[Stored data entries]
******************************

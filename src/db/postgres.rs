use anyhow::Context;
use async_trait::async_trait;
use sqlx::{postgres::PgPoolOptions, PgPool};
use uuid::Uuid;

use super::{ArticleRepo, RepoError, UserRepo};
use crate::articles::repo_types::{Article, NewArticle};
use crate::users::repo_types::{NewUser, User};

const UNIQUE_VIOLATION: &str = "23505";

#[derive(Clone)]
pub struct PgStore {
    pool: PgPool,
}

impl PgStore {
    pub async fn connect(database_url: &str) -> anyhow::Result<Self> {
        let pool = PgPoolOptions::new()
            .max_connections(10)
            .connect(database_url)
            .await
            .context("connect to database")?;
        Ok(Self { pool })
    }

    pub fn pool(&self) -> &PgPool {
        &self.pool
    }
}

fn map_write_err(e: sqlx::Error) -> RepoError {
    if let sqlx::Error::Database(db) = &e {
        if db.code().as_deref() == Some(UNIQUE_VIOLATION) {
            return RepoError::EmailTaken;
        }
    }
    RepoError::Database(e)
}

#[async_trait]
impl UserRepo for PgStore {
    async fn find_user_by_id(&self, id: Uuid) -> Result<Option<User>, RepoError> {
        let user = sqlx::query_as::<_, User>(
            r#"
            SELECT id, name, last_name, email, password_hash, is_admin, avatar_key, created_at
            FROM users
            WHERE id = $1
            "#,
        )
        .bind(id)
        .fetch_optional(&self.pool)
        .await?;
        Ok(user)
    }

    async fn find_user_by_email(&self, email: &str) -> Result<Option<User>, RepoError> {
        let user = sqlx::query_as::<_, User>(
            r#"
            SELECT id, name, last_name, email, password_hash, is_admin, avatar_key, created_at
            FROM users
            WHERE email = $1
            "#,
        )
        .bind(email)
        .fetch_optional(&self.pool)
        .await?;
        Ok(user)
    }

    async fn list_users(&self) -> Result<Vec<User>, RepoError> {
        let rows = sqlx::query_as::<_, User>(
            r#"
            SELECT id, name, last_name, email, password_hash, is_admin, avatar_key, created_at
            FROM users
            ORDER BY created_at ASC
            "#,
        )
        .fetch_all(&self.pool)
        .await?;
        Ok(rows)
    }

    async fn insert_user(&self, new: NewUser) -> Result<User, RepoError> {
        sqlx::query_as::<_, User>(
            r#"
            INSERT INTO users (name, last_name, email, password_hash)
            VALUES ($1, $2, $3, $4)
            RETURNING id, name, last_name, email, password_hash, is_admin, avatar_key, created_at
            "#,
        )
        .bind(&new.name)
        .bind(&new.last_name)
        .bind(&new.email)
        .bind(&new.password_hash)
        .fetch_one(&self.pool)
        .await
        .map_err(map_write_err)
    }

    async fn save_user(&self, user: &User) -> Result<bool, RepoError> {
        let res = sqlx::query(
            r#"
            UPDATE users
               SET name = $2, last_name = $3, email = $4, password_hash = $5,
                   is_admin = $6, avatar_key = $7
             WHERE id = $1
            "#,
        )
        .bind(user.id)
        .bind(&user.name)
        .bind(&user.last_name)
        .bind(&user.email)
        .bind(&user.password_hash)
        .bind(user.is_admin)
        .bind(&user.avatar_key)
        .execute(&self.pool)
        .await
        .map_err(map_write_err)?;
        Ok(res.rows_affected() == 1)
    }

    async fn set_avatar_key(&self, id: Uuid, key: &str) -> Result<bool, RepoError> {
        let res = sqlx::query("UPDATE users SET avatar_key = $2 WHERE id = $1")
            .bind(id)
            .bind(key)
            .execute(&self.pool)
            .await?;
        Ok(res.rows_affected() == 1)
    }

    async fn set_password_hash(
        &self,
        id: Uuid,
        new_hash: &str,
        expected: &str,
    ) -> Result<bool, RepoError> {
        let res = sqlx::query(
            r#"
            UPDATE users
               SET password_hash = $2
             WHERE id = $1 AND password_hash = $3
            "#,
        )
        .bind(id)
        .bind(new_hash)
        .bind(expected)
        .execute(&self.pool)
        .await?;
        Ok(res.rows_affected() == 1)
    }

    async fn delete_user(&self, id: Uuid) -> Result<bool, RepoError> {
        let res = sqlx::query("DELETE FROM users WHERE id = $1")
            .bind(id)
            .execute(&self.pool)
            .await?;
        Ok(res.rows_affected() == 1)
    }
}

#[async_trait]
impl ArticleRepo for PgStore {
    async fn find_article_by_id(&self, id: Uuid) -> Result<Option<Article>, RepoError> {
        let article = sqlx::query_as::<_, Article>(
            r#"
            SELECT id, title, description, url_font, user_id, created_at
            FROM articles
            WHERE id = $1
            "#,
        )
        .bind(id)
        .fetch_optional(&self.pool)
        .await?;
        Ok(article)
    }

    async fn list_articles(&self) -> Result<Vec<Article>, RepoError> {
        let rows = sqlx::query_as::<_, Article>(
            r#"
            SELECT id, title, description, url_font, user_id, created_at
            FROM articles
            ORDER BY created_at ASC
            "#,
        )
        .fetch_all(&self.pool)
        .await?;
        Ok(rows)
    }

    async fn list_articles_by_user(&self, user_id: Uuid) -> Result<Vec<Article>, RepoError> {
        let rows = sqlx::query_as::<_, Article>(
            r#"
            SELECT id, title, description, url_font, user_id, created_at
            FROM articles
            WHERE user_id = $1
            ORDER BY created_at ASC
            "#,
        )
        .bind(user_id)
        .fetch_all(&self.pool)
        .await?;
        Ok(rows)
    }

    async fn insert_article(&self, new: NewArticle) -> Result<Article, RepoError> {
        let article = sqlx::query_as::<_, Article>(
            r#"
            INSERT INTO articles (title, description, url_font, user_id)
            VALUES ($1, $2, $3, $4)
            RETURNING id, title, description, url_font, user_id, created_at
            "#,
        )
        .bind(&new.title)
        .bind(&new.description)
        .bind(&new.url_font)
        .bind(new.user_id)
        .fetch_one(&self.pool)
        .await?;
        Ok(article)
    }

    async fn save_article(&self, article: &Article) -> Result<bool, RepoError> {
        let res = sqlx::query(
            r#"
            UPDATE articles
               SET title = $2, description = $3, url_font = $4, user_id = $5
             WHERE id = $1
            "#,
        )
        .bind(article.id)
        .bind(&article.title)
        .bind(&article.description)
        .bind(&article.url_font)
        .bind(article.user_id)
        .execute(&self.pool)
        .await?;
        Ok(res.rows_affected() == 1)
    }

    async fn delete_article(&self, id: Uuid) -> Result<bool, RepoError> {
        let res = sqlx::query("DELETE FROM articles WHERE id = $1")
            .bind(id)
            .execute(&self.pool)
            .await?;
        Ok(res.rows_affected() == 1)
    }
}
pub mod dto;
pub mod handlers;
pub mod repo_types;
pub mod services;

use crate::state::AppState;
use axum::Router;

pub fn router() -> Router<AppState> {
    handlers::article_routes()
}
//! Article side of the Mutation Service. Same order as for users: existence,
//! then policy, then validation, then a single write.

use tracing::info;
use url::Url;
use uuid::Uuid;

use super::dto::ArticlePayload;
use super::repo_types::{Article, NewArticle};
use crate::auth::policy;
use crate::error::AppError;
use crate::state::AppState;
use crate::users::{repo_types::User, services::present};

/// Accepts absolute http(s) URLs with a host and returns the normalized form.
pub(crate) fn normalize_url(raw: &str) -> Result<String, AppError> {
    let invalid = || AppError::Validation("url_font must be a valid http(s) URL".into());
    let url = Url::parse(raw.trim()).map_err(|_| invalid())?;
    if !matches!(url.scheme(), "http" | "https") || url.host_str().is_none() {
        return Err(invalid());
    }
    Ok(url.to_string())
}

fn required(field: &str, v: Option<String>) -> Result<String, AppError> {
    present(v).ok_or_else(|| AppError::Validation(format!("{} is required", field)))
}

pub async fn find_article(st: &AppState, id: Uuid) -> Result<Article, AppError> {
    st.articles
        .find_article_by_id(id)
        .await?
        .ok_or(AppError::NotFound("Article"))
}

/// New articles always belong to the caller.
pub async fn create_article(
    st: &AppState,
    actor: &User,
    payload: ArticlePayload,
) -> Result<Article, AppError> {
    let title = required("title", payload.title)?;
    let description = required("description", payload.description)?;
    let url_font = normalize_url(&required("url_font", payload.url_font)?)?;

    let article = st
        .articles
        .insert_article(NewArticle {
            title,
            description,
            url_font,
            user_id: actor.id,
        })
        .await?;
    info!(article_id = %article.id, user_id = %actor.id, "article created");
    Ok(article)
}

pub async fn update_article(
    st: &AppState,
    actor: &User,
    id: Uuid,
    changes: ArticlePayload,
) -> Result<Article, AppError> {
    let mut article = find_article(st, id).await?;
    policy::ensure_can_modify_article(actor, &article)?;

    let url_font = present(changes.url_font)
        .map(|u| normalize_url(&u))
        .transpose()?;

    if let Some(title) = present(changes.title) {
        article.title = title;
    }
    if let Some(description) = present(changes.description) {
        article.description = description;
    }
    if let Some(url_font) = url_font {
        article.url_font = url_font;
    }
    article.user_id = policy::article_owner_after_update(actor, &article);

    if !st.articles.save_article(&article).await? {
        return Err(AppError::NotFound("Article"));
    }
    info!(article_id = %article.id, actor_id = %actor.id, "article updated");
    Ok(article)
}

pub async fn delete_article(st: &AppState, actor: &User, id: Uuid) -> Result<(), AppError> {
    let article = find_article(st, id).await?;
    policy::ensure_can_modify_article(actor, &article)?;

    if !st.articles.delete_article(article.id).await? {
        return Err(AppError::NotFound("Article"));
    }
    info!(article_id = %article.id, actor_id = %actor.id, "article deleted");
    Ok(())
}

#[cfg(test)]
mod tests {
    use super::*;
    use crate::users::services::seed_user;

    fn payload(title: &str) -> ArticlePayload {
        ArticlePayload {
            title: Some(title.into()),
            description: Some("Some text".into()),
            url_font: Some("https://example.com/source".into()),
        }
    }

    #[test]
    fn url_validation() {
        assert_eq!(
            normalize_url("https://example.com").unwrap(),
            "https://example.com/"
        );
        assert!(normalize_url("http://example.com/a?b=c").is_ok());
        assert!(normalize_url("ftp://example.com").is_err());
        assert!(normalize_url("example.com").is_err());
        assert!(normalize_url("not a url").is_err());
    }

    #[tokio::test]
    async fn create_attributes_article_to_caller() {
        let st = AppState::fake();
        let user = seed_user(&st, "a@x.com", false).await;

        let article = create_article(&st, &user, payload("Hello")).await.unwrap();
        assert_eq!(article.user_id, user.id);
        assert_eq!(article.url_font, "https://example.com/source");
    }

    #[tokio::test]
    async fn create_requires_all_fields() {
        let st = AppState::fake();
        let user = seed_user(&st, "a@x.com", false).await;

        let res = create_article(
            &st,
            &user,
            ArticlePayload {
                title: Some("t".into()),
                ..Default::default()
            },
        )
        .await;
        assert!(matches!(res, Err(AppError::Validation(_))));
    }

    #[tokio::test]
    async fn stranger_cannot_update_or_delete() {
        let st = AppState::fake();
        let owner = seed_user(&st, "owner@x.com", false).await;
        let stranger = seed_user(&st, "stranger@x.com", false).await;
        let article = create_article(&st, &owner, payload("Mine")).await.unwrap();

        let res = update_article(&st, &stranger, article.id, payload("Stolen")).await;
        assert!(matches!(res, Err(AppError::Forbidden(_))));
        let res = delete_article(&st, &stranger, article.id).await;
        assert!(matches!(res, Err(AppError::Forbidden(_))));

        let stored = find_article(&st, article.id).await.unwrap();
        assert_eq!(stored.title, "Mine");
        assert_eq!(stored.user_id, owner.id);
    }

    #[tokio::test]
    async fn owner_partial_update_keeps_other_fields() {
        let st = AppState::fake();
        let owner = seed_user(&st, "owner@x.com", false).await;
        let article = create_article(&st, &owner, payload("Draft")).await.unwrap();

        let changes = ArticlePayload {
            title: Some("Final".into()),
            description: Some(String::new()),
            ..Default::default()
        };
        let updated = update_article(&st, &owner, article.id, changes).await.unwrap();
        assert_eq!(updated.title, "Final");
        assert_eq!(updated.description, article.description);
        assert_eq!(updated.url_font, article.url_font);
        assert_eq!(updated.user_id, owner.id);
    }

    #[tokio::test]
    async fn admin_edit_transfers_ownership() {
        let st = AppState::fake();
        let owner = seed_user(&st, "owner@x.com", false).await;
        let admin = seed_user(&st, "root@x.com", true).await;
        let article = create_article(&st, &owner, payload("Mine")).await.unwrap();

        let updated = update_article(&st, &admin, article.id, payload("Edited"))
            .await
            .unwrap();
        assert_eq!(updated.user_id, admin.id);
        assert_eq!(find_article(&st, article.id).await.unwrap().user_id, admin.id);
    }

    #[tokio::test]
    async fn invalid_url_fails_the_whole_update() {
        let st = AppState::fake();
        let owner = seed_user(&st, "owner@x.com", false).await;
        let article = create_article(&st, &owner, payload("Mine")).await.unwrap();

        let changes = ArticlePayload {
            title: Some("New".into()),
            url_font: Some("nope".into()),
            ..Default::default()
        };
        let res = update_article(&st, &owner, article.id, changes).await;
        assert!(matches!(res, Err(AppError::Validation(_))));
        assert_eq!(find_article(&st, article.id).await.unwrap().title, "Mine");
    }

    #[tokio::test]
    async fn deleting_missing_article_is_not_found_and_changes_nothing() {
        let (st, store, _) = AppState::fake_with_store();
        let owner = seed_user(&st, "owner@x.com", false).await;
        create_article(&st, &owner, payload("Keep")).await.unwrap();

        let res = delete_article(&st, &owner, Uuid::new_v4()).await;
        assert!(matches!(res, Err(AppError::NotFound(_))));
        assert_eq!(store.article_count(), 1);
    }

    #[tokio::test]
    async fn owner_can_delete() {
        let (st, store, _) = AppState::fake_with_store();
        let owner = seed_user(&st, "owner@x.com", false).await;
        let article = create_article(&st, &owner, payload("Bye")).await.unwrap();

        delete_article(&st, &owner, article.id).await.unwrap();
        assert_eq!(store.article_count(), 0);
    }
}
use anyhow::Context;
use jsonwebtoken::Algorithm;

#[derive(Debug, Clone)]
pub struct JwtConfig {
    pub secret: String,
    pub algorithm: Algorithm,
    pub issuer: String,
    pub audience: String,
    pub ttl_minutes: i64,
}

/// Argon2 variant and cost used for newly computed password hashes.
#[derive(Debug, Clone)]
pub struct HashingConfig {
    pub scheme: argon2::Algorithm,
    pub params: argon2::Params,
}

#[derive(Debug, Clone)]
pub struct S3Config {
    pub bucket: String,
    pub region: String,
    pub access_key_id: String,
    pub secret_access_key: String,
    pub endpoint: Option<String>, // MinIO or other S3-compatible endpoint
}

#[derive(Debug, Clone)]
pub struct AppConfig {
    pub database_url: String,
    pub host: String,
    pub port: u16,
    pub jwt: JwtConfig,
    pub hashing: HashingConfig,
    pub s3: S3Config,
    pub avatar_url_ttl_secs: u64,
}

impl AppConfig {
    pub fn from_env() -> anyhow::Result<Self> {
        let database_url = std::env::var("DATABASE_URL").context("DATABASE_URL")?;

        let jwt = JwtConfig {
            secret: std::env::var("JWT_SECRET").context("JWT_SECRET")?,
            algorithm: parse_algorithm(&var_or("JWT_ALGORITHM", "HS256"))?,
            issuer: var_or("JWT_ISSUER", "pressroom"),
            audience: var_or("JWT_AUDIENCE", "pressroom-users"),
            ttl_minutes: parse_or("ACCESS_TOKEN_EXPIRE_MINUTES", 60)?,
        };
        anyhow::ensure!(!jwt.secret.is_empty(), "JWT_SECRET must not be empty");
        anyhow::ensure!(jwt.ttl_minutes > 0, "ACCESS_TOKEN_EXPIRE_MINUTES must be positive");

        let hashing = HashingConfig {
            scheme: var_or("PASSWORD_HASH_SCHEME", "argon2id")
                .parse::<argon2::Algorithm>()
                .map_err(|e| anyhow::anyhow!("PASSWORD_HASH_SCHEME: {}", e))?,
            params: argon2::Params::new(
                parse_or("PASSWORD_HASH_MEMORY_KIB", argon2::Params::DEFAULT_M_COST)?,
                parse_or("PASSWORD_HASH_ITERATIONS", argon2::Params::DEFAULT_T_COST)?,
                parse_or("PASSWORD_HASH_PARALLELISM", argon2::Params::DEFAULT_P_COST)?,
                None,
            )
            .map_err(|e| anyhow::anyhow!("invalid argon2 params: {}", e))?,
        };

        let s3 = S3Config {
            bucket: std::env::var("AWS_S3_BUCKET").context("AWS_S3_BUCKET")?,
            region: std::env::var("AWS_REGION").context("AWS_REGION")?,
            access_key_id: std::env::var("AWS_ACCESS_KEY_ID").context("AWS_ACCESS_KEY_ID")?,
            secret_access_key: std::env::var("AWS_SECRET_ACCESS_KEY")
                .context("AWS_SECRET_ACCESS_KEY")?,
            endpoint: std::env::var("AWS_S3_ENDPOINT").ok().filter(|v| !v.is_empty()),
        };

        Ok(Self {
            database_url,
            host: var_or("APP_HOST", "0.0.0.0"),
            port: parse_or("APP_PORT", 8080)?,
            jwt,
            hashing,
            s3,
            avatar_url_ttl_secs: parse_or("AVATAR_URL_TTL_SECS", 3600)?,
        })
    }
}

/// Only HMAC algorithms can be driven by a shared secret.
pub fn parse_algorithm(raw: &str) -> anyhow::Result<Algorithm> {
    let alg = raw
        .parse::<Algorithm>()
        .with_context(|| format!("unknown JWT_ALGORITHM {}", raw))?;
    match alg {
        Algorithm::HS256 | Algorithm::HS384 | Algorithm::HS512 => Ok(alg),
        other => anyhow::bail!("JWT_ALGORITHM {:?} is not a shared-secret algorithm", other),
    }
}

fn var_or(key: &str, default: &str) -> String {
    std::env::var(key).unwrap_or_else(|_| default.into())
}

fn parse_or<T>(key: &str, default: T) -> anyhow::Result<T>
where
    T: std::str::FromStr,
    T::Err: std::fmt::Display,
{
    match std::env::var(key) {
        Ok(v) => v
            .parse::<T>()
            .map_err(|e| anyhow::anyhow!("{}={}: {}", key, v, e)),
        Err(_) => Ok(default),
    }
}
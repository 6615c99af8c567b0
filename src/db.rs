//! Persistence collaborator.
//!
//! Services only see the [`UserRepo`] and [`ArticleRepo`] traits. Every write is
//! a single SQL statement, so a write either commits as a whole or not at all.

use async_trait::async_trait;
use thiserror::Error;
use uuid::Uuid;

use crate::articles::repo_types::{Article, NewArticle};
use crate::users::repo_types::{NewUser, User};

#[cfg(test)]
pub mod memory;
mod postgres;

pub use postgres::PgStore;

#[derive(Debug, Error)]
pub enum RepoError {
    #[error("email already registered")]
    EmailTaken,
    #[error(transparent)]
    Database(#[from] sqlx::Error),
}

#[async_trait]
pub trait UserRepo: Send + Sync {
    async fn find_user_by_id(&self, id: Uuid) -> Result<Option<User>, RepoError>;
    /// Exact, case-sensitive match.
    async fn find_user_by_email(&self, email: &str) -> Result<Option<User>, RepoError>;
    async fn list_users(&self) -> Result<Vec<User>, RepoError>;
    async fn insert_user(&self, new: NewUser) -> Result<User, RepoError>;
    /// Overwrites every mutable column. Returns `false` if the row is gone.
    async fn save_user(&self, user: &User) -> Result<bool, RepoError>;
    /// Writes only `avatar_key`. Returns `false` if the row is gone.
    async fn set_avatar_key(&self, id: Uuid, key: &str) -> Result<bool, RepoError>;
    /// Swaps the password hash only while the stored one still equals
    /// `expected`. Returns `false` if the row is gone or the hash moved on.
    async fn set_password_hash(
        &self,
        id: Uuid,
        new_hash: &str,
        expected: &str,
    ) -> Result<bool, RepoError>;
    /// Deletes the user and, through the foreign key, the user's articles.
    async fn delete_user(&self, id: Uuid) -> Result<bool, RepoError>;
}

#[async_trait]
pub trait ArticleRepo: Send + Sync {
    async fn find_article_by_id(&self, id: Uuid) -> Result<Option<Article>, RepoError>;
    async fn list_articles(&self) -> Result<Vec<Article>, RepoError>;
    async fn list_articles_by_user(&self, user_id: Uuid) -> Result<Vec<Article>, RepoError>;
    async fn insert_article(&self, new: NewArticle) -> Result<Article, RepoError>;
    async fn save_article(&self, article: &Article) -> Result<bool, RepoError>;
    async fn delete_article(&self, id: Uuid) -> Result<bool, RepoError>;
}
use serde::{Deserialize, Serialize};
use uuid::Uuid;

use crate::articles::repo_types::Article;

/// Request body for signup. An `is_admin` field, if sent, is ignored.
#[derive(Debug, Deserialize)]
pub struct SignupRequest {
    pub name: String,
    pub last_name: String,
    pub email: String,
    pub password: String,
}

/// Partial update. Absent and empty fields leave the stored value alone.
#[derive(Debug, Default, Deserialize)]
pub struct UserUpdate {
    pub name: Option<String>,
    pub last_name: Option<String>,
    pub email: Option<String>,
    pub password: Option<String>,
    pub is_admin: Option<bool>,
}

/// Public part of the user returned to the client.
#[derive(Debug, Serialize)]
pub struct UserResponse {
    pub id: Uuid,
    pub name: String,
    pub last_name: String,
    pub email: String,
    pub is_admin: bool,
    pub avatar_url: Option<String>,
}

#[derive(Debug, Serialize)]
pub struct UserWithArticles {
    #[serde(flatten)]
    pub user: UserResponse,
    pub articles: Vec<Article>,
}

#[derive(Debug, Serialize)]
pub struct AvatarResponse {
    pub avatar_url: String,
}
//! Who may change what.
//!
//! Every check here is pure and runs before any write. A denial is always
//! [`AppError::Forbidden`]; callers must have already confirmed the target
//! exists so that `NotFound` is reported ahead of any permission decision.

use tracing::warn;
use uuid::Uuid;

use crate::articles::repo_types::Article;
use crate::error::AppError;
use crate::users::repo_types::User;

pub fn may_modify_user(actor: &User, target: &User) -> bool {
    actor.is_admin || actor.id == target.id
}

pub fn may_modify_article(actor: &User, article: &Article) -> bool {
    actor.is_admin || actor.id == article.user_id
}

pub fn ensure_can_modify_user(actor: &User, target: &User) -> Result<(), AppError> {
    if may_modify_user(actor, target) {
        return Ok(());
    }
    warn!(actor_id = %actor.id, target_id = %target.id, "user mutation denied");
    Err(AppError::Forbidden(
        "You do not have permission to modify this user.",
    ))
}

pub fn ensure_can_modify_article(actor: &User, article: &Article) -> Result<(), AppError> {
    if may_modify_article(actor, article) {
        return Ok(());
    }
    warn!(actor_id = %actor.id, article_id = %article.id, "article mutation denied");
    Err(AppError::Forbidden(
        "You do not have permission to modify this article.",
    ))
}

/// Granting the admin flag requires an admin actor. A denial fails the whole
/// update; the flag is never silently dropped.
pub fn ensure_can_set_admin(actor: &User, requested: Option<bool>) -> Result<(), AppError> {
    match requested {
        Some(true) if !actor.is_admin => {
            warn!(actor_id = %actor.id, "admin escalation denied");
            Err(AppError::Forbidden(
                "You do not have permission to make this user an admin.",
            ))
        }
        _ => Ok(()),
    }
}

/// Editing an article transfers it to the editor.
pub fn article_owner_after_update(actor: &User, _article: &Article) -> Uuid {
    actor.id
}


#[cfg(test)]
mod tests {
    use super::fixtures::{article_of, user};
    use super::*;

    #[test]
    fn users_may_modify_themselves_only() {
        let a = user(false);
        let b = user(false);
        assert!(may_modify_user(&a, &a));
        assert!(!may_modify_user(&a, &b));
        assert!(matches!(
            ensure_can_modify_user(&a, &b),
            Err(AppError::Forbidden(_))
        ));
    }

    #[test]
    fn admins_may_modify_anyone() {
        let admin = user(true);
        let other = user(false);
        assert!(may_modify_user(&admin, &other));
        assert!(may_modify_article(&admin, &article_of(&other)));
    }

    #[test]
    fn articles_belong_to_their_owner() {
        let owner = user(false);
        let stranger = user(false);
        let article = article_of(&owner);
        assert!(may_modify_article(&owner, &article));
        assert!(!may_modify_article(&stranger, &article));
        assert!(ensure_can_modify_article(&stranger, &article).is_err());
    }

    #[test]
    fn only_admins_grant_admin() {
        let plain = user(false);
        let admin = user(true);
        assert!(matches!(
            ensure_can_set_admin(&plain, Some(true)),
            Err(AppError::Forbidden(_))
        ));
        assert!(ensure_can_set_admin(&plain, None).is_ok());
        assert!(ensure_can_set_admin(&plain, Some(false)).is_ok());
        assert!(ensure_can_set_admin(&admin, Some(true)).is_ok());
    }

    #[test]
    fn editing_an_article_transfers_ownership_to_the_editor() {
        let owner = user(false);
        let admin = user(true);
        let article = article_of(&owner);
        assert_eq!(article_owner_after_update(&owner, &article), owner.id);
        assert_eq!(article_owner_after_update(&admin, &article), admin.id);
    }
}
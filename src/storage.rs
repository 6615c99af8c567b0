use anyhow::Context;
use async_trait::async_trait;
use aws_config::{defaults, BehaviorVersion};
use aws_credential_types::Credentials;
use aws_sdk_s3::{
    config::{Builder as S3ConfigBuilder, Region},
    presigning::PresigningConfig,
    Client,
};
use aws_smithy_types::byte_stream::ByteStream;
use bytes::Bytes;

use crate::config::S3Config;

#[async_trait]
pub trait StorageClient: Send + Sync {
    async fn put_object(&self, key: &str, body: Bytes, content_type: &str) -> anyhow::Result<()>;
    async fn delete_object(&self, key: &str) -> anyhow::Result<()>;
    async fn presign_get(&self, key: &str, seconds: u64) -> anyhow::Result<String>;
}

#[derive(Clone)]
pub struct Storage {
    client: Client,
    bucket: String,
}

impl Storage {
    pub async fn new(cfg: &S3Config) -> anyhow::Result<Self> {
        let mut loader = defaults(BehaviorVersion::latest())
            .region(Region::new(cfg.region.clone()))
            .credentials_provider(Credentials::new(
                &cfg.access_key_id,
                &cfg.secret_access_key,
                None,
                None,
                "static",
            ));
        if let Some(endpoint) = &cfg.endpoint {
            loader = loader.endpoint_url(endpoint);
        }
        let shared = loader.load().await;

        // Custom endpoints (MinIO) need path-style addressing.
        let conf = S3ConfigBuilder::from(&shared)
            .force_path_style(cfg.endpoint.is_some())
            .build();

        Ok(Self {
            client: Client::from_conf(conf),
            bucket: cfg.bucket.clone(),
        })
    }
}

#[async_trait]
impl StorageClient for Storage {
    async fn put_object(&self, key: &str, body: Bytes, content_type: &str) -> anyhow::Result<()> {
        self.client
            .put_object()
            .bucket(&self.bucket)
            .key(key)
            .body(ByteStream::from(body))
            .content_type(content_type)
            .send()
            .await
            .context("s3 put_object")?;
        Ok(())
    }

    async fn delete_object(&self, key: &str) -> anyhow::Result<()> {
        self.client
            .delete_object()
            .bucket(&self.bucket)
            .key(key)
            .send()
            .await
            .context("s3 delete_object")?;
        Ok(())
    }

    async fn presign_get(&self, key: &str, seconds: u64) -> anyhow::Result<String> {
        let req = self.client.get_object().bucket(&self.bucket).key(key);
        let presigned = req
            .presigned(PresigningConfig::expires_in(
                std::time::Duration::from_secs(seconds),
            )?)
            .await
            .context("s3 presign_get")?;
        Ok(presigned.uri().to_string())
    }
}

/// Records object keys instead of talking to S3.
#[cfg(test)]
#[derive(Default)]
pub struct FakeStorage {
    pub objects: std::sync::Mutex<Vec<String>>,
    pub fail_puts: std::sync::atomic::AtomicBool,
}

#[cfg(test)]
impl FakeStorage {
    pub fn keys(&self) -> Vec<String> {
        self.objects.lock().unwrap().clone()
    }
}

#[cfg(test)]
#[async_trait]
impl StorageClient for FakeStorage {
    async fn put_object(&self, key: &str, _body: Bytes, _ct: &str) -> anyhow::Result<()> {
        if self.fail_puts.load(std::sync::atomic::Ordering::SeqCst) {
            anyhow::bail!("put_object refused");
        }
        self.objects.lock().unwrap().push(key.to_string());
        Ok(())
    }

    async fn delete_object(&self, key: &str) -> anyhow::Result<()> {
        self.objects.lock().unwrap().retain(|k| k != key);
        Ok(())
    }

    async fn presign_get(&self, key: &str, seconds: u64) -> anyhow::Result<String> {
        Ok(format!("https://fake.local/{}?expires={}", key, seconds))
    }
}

******************************

Check the data for the word "present" and pull out the lines that have it.

use crate::users::{repo_types::User, services::present};
    present(v).ok_or_else(|| AppError::Validation(format!("{} is required", field)))
    let url_font = present(changes.url_font)
    if let Some(title) = present(changes.title) {
    if let Some(description) = present(changes.description) {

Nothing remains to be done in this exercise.